Genomic architecture and evolution of clear cell renal cell carcinomas defined by multiregion sequencing
Marco Gerlinger, Stuart Horswell, James Larkin, Andrew J Rowan, Max P Salm, Ignacio Varela, Rosalie Fisher, Nicholas McGranahan, Nicholas Matthews, Claudio R Santos, Pierre Martinez, Benjamin Phillimore, Sharmin Begum, Adam Rabinowitz, Bradley Spencer-Dene, Sakshi Gulati, Paul A Bates, Gordon Stamp, Lisa Pickering, Martin Gore, David L Nicol, Steven Hazell, P Andrew Futreal, Aengus Stewart, Charles Swanton, Marco Gerlinger, Stuart Horswell, James Larkin, Andrew J Rowan, Max P Salm, Ignacio Varela, Rosalie Fisher, Nicholas McGranahan, Nicholas Matthews, Claudio R Santos, Pierre Martinez, Benjamin Phillimore, Sharmin Begum, Adam Rabinowitz, Bradley Spencer-Dene, Sakshi Gulati, Paul A Bates, Gordon Stamp, Lisa Pickering, Martin Gore, David L Nicol, Steven Hazell, P Andrew Futreal, Aengus Stewart, Charles Swanton
Abstract
Clear cell renal carcinomas (ccRCCs) can display intratumor heterogeneity (ITH).
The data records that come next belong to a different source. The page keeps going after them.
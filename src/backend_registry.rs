//! Process-wide, name-addressable backend lookup.
//!
//! Backends self-register once, at [`crate::init_library`] time, before any
//! storage is created. Lookup afterwards never blocks on a write: the table
//! is built once under a lock and then read through an `RwLock` that is
//! essentially always taken for read.

use std::collections::HashMap;
use std::sync::{Arc, OnceLock, RwLock};

use crate::backend::Backend;
use crate::error::{Error, Result};

struct Registry {
    backends: RwLock<HashMap<&'static str, Arc<dyn Backend>>>,
}

static REGISTRY: OnceLock<Registry> = OnceLock::new();

fn registry() -> &'static Registry {
    REGISTRY.get_or_init(|| Registry {
        backends: RwLock::new(HashMap::new()),
    })
}

/// Registers `backend` under [`Backend::name`]. Fails with
/// [`Error::BackendRegistryDuplicate`] if that name is already taken.
pub fn register(backend: Arc<dyn Backend>) -> Result<()> {
    let name = backend.name();
    let mut backends = registry().backends.write().expect("backend registry poisoned");
    if backends.contains_key(name) {
        return Err(Error::BackendRegistryDuplicate { name: name.into() }.bt());
    }
    backends.insert(name, backend);
    log::debug!("registered backend '{name}'");
    Ok(())
}

/// Looks up a backend by name. Returns [`Error::BackendRegistryBackendNotFound`]
/// rather than an `Option` since every caller of this function is, in
/// practice, about to fail the whole operation if the name is unknown.
pub fn get(name: &str) -> Result<Arc<dyn Backend>> {
    let backends = registry().backends.read().expect("backend registry poisoned");
    backends
        .get(name)
        .cloned()
        .ok_or_else(|| Error::BackendRegistryBackendNotFound { name: name.into() }.bt())
}

pub fn is_registered(name: &str) -> bool {
    registry()
        .backends
        .read()
        .expect("backend registry poisoned")
        .contains_key(name)
}

/// Registers every built-in backend. Idempotent: a backend already present
/// under its name is left untouched rather than treated as a duplicate,
/// since this is what makes library re-initialization a no-op.
pub(crate) fn init_builtin_backends() -> Result<()> {
    if !is_registered(crate::cpu_backend::CPU_F32_BACKEND_NAME) {
        register(Arc::new(crate::cpu_backend::CpuF32Backend::new()))?;
    }
    Ok(())
}

/// Drops every registered backend. Only meaningful once no storage still
/// references one of them; the caller ([`crate::cleanup_library`]) is
/// responsible for tearing down the storage registry first.
pub(crate) fn cleanup() {
    registry()
        .backends
        .write()
        .expect("backend registry poisoned")
        .clear();
}

pub(crate) fn count() -> usize {
    registry().backends.read().expect("backend registry poisoned").len()
}

#[cfg(test)]
mod tests {
    use super::*;
    use crate::cpu_backend::{CpuF32Backend, CPU_F32_BACKEND_NAME};

    // Backend registration tests share the single global registry, so they
    // all go through the idempotent `init_builtin_backends` path rather
    // than asserting on a pristine, empty table.

    #[test]
    fn register_then_lookup_round_trips() {
        init_builtin_backends().unwrap();
        let backend = get(CPU_F32_BACKEND_NAME).unwrap();
        assert_eq!(backend.name(), CPU_F32_BACKEND_NAME);
    }

    #[test]
    fn duplicate_registration_fails() {
        init_builtin_backends().unwrap();
        let err = register(Arc::new(CpuF32Backend::new())).unwrap_err();
        assert_eq!(
            err.code(),
            Some(crate::error::ErrorCode::BackendRegistryDuplicate)
        );
    }

    #[test]
    fn unknown_name_fails() {
        init_builtin_backends().unwrap();
        let err = get("cpu_f64_does_not_exist").unwrap_err();
        assert_eq!(
            err.code(),
            Some(crate::error::ErrorCode::BackendRegistryBackendNotFound)
        );
    }
}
We applied multiregion exome sequencing (M-seq) to resolve the genetic architecture and evolutionary histories of ten ccRCCs. Ultra-deep sequencing identified ITH in all cases. We found that 73-75% of identified ccRCC driver aberrations were subclonal, confounding estimates of driver mutation prevalence. ITH increased with the number of biopsies analyzed, without evidence of saturation in most tumors. Chromosome 3p loss and VHL aberrations were the only ubiquitous events. The proportion of C>T transitions at CpG sites increased during tumor progression. M-seq permits the temporal resolution of ccRCC evolution and refines mutational signatures occurring during tumor development.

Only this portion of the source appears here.